Mechanisms of Carcinogenesis

DESCRIPTION (provided by applicant): Exposure to ultraviolet light, in particular, ultraviolet light B (UVB, wavelengths, 290-320 nm) is known to be a major causative factor in the development of skincancer. The precise mechanisms by which ultraviolet light induces tissue damage are not clear. It hasbeen suggested that cytotoxic reactive oxygen intermediates generated by UVB light in the skin induce DNA damage leading to cancer. In this regard, we have discovered that UVB light rapidly stimulates the production of hydroperoxides by mouse and human keratinocytes in culture in a process that does not require intact cells. Greater amounts of hydroperoxides are produced in calcium-differentiated keratinocytes when compared to growing keratinocytes. Purification studies using homogenates of keratinocytes have identified a major protein responsible for generating hydrogen peroxide in the cells in response to UVB light. This UVB light/peroxide generating activity requires oxygen and is eliminated by heat denaturation. Unexpectedly, sequence analysis identified this protein as catalase, an enzyme responsible for the degradation of intracellular hydrogen peroxide to oxygen and water.
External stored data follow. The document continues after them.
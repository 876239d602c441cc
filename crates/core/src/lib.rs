// Workflow composition: compiles workflow definitions into execution graphs

pub mod composer;
pub mod criteria;
pub mod error;
pub mod graph;
pub mod spec;
pub mod types;

pub use composer::{compose, get_composer, WorkflowComposer};
pub use error::{ComposeError, Result};
pub use graph::{ExecutionGraph, Sequence, TaskAttrs, TaskGraph, TaskUpdate, WorkflowGraph};
pub use types::*;
use crate::error::Result;
use crate::graph::{ExecutionGraph, TaskAttrs, TaskUpdate, WorkflowGraph};
use crate::types::SplitInstance;
use std::collections::{HashMap, VecDeque};

/// Counts branch instances created per split task during one expansion
#[derive(Debug, Clone, Default)]
pub struct SplitCounter {
    counts: HashMap<String, u32>,
}

impl SplitCounter {
    pub fn new() -> Self {
        Self::default()
    }

    /// Allocate the next instance id for a split task, starting at 1
    pub fn next(&mut self, task_name: &str) -> u32 {
        let count = self.counts.entry(task_name.to_string()).or_insert(0);
        *count += 1;
        *count
    }

    /// Instances created so far for a split task
    pub fn get(&self, task_name: &str) -> u32 {
        self.counts.get(task_name).copied().unwrap_or(0)
    }
}

/// Name of a task instance in the execution graph: `task` or `task__<id>`
pub fn task_instance_name(task_name: &str, split_id: u32) -> String {
    if split_id > 0 {
        format!("{}__{}", task_name, split_id)
    } else {
        task_name.to_string()
    }
}

#[derive(Debug)]
struct QueueItem {
    task_name: String,
    prev_instance: Option<String>,
    criteria: Option<String>,
    splits: Vec<SplitInstance>,
}

/// Expand a workflow graph into an execution graph.
///
/// Every time a split task is reached from a new inbound sequence it gets a
/// fresh instance, and the tasks downstream of it are suffixed with the id
/// of the innermost open split. Join fan-in is rebuilt on each arrival from
/// all inbound sequences of the task, resolving each source to the branch
/// instance that matches the arrival's split context.
pub fn compose_execution_graph(wf_graph: &WorkflowGraph) -> Result<ExecutionGraph> {
    let mut split_counter = SplitCounter::new();
    let mut wf_ex_graph = ExecutionGraph::new();
    // Inbound edges waiting on their source instance, keyed by source
    let mut pending: HashMap<String, Vec<(String, String)>> = HashMap::new();
    let mut queue: VecDeque<QueueItem> = wf_graph
        .get_start_tasks()
        .into_iter()
        .map(|task_name| QueueItem {
            task_name,
            prev_instance: None,
            criteria: None,
            splits: Vec::new(),
        })
        .collect();

    while let Some(item) = queue.pop_front() {
        let QueueItem {
            task_name,
            prev_instance,
            criteria,
            mut splits,
        } = item;

        let task_attrs = wf_graph.get_task(&task_name)?;
        let expected_splits = task_attrs.splits;

        // A task that belongs to a split branch but arrives from outside any
        // branch is reached too early in a multi-level split and join. It is
        // processed again when it arrives from within the branch.
        let prev_has_splits = match &prev_instance {
            Some(prev) => !wf_ex_graph.get_task(prev)?.splits.is_empty(),
            None => false,
        };

        if !expected_splits.is_empty() && !expected_splits.contains(&task_name) && !prev_has_splits
        {
            tracing::debug!(
                "Deferring task {} reached from {:?} outside of splits {:?}",
                task_name,
                prev_instance,
                expected_splits
            );
            continue;
        }

        let is_split_task = wf_graph.is_split_task(&task_name);

        if is_split_task && !wf_graph.in_cycle(&task_name) {
            let split_id = split_counter.next(&task_name);
            splits.push(SplitInstance::new(task_name.as_str(), split_id));
        }

        let instance_name =
            task_instance_name(&task_name, splits.last().map_or(0, |split| split.id));

        let instance_attrs = TaskAttrs {
            name: Some(task_name.clone()),
            join: task_attrs.join,
            split: task_attrs.split,
            splits: splits.clone(),
        };

        // An existing instance means the walk came around a cycle
        if wf_ex_graph.has_task(&instance_name) {
            wf_ex_graph.update_task(&instance_name, TaskUpdate::from(instance_attrs))?;
        } else {
            tracing::debug!("Adding task instance {}", instance_name);
            wf_ex_graph.add_task(instance_name.as_str(), instance_attrs)?;

            for (to, criteria) in pending.remove(&instance_name).unwrap_or_default() {
                add_unique_sequence(&mut wf_ex_graph, &instance_name, &to, &criteria)?;
            }

            for next_seq in wf_graph.get_next_sequences(&task_name) {
                queue.push_back(QueueItem {
                    task_name: next_seq.to,
                    prev_instance: Some(instance_name.clone()),
                    criteria: Some(next_seq.criteria),
                    splits: splits.clone(),
                });
            }
        }

        // Each inbound transition of a split task spawns its own instance,
        // so only the triggering sequence is connected
        if is_split_task {
            if let (Some(prev), Some(criteria)) = (&prev_instance, &criteria) {
                add_unique_sequence(&mut wf_ex_graph, prev, &instance_name, criteria)?;
                continue;
            }
        }

        for prev_seq in wf_graph.get_prev_sequences(&task_name) {
            let prev_task = wf_graph.get_task(&prev_seq.from)?;

            let mut split_id = 0;
            for prev_task_split in &prev_task.splits {
                if let Some(split) = splits.iter().find(|s| &s.task == prev_task_split) {
                    split_id = split.id;
                }
            }

            let prev_instance_name = task_instance_name(&prev_seq.from, split_id);

            // Connected once the source instance is materialized
            if !wf_ex_graph.has_task(&prev_instance_name) {
                pending
                    .entry(prev_instance_name)
                    .or_default()
                    .push((instance_name.clone(), prev_seq.criteria));
                continue;
            }

            add_unique_sequence(
                &mut wf_ex_graph,
                &prev_instance_name,
                &instance_name,
                &prev_seq.criteria,
            )?;
        }
    }

    tracing::debug!(
        "Expanded execution graph: {} tasks, {} sequences, {} split instances",
        wf_ex_graph.task_count(),
        wf_ex_graph.sequence_count(),
        split_counter.counts.values().sum::<u32>()
    );

    Ok(wf_ex_graph)
}

fn add_unique_sequence(
    graph: &mut ExecutionGraph,
    from: &str,
    to: &str,
    criteria: &str,
) -> Result<()> {
    if graph.has_sequence(from, to, Some(criteria)).is_empty() {
        graph.add_sequence(from, to, criteria)?;
    }
    Ok(())
}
Our observations that, in response to UVB light, catalase generates reactive oxygen intermediates is highly divergent from the well known antioxidant functions of this enzyme. Our findings that inhibition of the hydrogen peroxide metabolizing activity of catalase with 3-amino-I ,2, 4-trizole or azide markedly enhances the ability of UVB light to generate hydroperoxides provides direct support for our hypothesis that catalase is potentially an important mediator of UVB light-induced oxidative stress and DNA damage in keratinocytes. To test this hypothesis, we will characterize the production of oxidants by catalase in response to UVB light and the catalase-mediated stress response in both growing and differentiated keratinocytes. We will also evaluate the role of catalase in UVB light-induced carcinogenesis using the mouse skin model. Our proposed studies will provide important insights into the mechanisms by which UVB light induces DNA damage in the skin as well as the role of catalase in UVB light-induced skin cancer.